Actually, the title cracks me up. Baby Bling? Too bad the baby isn't wrapped in a diamond encrusted blanket.
Synopsis: Shipping tycoon Jackson Champion hadn't become a Texas billionaire by crumbling under pressure. So when his sexy assistant, Ysabel Sanchez, decided to walk away from him and his mega successful corporation, he wasn't taking no for an answer. After all, memories of their recent one night stand had consumed him, and now Ysabel's inability to meet his eye made him wonder what she wasn't telling him. But exploring their feelings had to wait. An unknown enemy intended to bring down Champion Shipping, and Jackson was an expert at protecting what was his. But could he also lay claim to Ysabel and the secrets she had yet to reveal?

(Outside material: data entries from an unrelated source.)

// ============================================================================
// Engine Module
// Contains the basket unit calculation logic
// ============================================================================

mod decimal_resolver;
mod unit_solver;
mod validation;

pub mod pricing;

#[cfg(test)]
mod properties;

pub use decimal_resolver::{
    minimum_natural_unit, resolve_decimals, DecimalResolver, ResolvedDecimals,
};
pub use pricing::{
    implied_basket_price, percent_error, required_component_units, target_component_values,
};
pub use unit_solver::{calculate_units, SolveReport, StopReason, UnitSolver};
pub use validation::{check_token_interfaces, validate_basket_creation, BasketValidator};
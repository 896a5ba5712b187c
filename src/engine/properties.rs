//! Property-based tests for the unit solver.
//!
//! 1. **Ceiling rounding**: no unit under-allocates its required amount.
//! 2. **Shape**: one unit per component, every unit at least 1.
//! 3. **Natural unit floor**: never finer than the smallest decimal allows.
//! 4. **Termination**: a near-zero tolerance still stops within the cap.
//! 5. **Idempotence**: identical inputs give identical outputs.

use proptest::prelude::*;
use quickcheck::TestResult;
use rust_decimal::Decimal;
use std::cmp::Ordering;

use super::{minimum_natural_unit, UnitSolver};
use crate::domain::{
    PriceErrorTolerance, SolverConfig, TokenAddress, DEFAULT_MAX_ITERATIONS, REFERENCE_DECIMALS,
};
use crate::engine::calculate_units;
use crate::numeric::ExactRatio;

// ---------------------------------------------------------------------------
// Shared helpers
// ---------------------------------------------------------------------------

type Basket = (Vec<u8>, Vec<Decimal>, Vec<Decimal>, Decimal);

/// 1-4 components, prices in [0.01, 10000], whole-percent proportions
/// summing to exactly 1 and a target price in [1, 10000].
fn basket_strategy() -> impl Strategy<Value = Basket> {
    (1usize..=4)
        .prop_flat_map(|n| {
            (
                prop::collection::vec(6u8..=18, n),
                prop::collection::vec(1i64..=1_000_000, n),
                prop::collection::vec(1i64..=30, n - 1),
                100i64..=1_000_000,
            )
        })
        .prop_map(|(decimals, prices, parts, target)| {
            let prices = prices.into_iter().map(|p| Decimal::new(p, 2)).collect();
            let used: i64 = parts.iter().sum();
            let mut proportions: Vec<Decimal> =
                parts.into_iter().map(|p| Decimal::new(p, 2)).collect();
            proportions.push(Decimal::new(100 - used, 2));
            (decimals, prices, proportions, Decimal::new(target, 2))
        })
}

fn is_power_of_ten(value: u128) -> bool {
    value > 0 && 10u128.pow(value.ilog10()) == value
}

// ---------------------------------------------------------------------------
// Properties
// ---------------------------------------------------------------------------

proptest! {
    #[test]
    fn units_never_under_allocate(
        (decimals, prices, proportions, target) in basket_strategy()
    ) {
        let report = UnitSolver::default()
            .solve_raw(&decimals, &prices, &proportions, target, PriceErrorTolerance::default())
            .unwrap();
        let natural_unit_exp = report.result.natural_unit.ilog10() as i32;
        let target = ExactRatio::from_decimal(target).unwrap();

        for (i, unit) in report.result.units.iter().enumerate() {
            // Value held by the unit, unit × price × 10^(18 - nu - decimals),
            // must cover proportion × target exactly
            let exp = i32::from(REFERENCE_DECIMALS) - natural_unit_exp - i32::from(decimals[i]);
            let held = ExactRatio::from_integer(*unit)
                .checked_mul(ExactRatio::from_decimal(prices[i]).unwrap())
                .and_then(|value| value.shift(exp))
                .unwrap();
            let owed = ExactRatio::from_decimal(proportions[i])
                .and_then(|proportion| proportion.checked_mul(target))
                .unwrap();

            prop_assert_ne!(held.checked_cmp(&owed).unwrap(), Ordering::Less);
        }
    }

    #[test]
    fn one_positive_unit_per_component(
        (decimals, prices, proportions, target) in basket_strategy()
    ) {
        let report = UnitSolver::default()
            .solve_raw(&decimals, &prices, &proportions, target, PriceErrorTolerance::default())
            .unwrap();

        prop_assert_eq!(report.result.units.len(), decimals.len());
        prop_assert!(report.result.units.iter().all(|&unit| unit >= 1));
    }

    #[test]
    fn natural_unit_respects_decimal_floor(
        (decimals, prices, proportions, target) in basket_strategy()
    ) {
        let report = UnitSolver::default()
            .solve_raw(&decimals, &prices, &proportions, target, PriceErrorTolerance::default())
            .unwrap();

        prop_assert!(report.result.natural_unit >= minimum_natural_unit(&decimals));
        prop_assert!(is_power_of_ten(report.result.natural_unit));
    }

    #[test]
    fn refinement_terminates((decimals, prices, proportions, target) in basket_strategy()) {
        let tolerance = Decimal::new(1, 6);
        let solver = UnitSolver::new(SolverConfig::new(tolerance)).unwrap();
        let report = solver
            .solve_raw(
                &decimals,
                &prices,
                &proportions,
                target,
                PriceErrorTolerance::from_percent(tolerance).unwrap(),
            )
            .unwrap();

        prop_assert!(report.iterations >= 1);
        prop_assert!(report.iterations <= DEFAULT_MAX_ITERATIONS);
    }
}

#[test]
fn solver_is_idempotent() {
    fn prop(price_a: u32, price_b: u32, split: u8) -> TestResult {
        if price_a == 0 || price_b == 0 || split == 0 || split >= 100 {
            return TestResult::discard();
        }

        let components = [
            TokenAddress::from_bytes([1u8; 20]),
            TokenAddress::from_bytes([2u8; 20]),
        ];
        let prices = [
            Decimal::new(i64::from(price_a), 3),
            Decimal::new(i64::from(price_b), 3),
        ];
        let proportions = [
            Decimal::new(i64::from(split), 2),
            Decimal::new(100 - i64::from(split), 2),
        ];
        let run = || {
            calculate_units(
                &components,
                &[18, 6],
                &prices,
                &proportions,
                Decimal::ONE_HUNDRED,
                Decimal::TEN,
            )
        };

        TestResult::from_bool(run() == run())
    }

    quickcheck::quickcheck(prop as fn(u32, u32, u8) -> TestResult);
}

2. This lamp is off the hook! Not only can it give you hours of light, but hours of pleasure as well. Don't blame me if your guests start humping your lamp. From Gizmodo:
"Called "Love the Bird," this lamp places a vibrator right under unsuspecting visitors' noses—though you might have to request they don't touch it themselves. Flick the bird, and it turns the lamp on and off."
3. This makes me gag. A man doesn't use soap or shampoo for 18 months and thinks it great. Blerg. From Gizmodo:
A Most Successful Self-Experiement: Over 18 Months Soap and Shampoo Free
Here are some observations from dirty man:
- I haven't used soap or shampoo anyplace on my body for six months, save hand washing in advance of food prep.
- My skin and hair have never been softer. Never.
- If anything, my hair is less "greasy" than ever, yet shampoo hasn't touched it in over six months.
- Private parts. Have to address this, of course. This is the biggest benefit of all. Surprised? You'll just have to try it, because I'm not going to elaborate. That's why they call them "private parts." OK, a clue: maybe it's the constant cleansing that's the cause of the sweaty-stinky problem in the first place? If for nothing else, I'm soap free for life on this point alone. I feel as though I've been scammed -- and liberated. I can't explain further. You'll just have to try.
- You'll save a lot of money, especially you chicks. Girks: you can Google about no shampoo. Lotsa links.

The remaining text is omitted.